*Collected data*:
::::

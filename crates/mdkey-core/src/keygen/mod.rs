//! Multi-dimensional key generation.
//!
//! A composite key concatenates the dictionary ordinal of every dimension of a
//! row into one compact, byte-comparable byte string. Building one takes three
//! steps, each in its own module:
//!
//! - [`plan`](mod@plan) - cardinalities to bit fields ([`PlanMode`] picks the strategy)
//! - [`layout`] - bit fields to byte positions, optionally padded per column
//!   group ([`ColumnSplit`])
//! - [`codec`] - ordinals to keys and back ([`KeyCodec`])
//!
//! The layout is computed once per schema; encoding and decoding only read it.
//!
//! # Example
//!
//! ```
//! use mdkey_core::keygen::{KeyCodec, PlanMode};
//!
//! let codec = KeyCodec::from_cardinalities(&[256, 2], PlanMode::Minimal).unwrap();
//! assert_eq!(codec.key_len(), 2);
//!
//! let key = codec.encode(&[255, 1]).unwrap();
//! assert_eq!(codec.decode(&key).unwrap(), vec![255, 1]);
//! assert_eq!(codec.decode_one(&key, 1).unwrap(), 1);
//! ```

pub mod codec;
pub mod layout;
pub mod plan;
mod split;


pub use codec::KeyCodec;
pub use layout::{DimensionLayout, KeyLayout, MAX_FIELD_WIDTH};
pub use plan::{
    minimal_bit_width, minimal_bit_widths, plan, plan_grouped, BitPlan, PlanMode, PlannedField,
};
pub use split::ColumnSplit;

::::

*Problem to work on*: Read the entries and pick out all lines that include the word "fields".

*Response area*:
//! - [`plan`](mod@plan) - cardinalities to bit fields ([`PlanMode`] picks the strategy)
//! - [`layout`] - bit fields to byte positions, optionally padded per column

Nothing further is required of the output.